Fiji's culture will likely be very different to that of most expats' country of origin. Fijians are generally very friendly and hospitable. However, foreigners may attract some unwanted attention in rural areas – this is mostly harmless and simply shows curiosity on the part of locals.
As is always the case for expats moving to a new country, new arrivals in Fiji will have to get to grips with hearing a new language and being exposed to local traditions and culinary delicacies. However, the most significant elements of culture shock in Fiji will likely stem from religion and politics.
Religion in Fiji
Fiji has a very religious culture, and there are churches of various denominations throughout the archipelago. Over half of Fiji's population is Christian, with the Methodist Church commanding the largest congregation, followed by the Catholic Church.

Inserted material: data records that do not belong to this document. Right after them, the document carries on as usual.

// Copyright (c) 2024-2026 Martin Schröder <info@swedishembedded.com>
//
// SPDX-License-Identifier: Apache-2.0
use std::sync::Arc;

use mira_config::Config;
use mira_core::GenerationSettings;
use mira_memory::{MemoryStore, ResearchCorpus};
use mira_model::{CacheRegistry, ChatTemplate, ImageCaptioner, InferenceEngine, SamplerParams};
use mira_tools::ToolDispatcher;

/// Everything the HTTP handlers need, owned in one place and shared as
/// router state.
pub struct AppContext {
    pub config: Config,
    /// Model for the memory-grounded chat endpoint
    pub chat_engine: Arc<dyn InferenceEngine>,
    /// Model for the agentic tool-calling endpoint
    pub agentic_engine: Arc<dyn InferenceEngine>,
    pub captioner: Arc<dyn ImageCaptioner>,
    pub template: Arc<dyn ChatTemplate>,
    pub memory: Arc<MemoryStore>,
    pub corpus: Arc<ResearchCorpus>,
    pub caches: Arc<CacheRegistry>,
    pub dispatcher: Arc<ToolDispatcher>,
}

impl AppContext {
    /// Generation settings derived from the configured agentic knobs.
    pub fn generation_settings(&self) -> GenerationSettings {
        let a = &self.config.agentic;
        GenerationSettings {
            params: SamplerParams {
                temperature: a.temperature,
                top_p: a.top_p,
                top_k: a.top_k,
                min_p: a.min_p,
                repetition_penalty: a.repetition_penalty,
                repetition_context_size: a.repetition_context_size,
            },
            max_tokens: a.max_tokens,
            max_kv_size: a.max_kv_size,
            ..GenerationSettings::default()
        }
    }
}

Expats who do not hold strong religious beliefs will need to be very careful not to offend local Fijians. It's also important to dress modestly, keeping shoulders and knees covered. This is especially important when visiting religious sites or traditional villages.
Politics in Fiji
Recent Fijian history has been dominated by a number of military coups, the most recent of which happened in December 2006. In 2013, a new constitution was introduced, and general elections were held in 2014. While the country is considered stable, expats are advised to stay away from any political protests or demonstrations that may occur.
Time in Fiji
Expats new to the archipelago may notice that there is little urgency when it comes to time – Fijians will regularly turn up late, both for meetings and social events. In Fiji, this is not considered rude but is simply a part of the culture.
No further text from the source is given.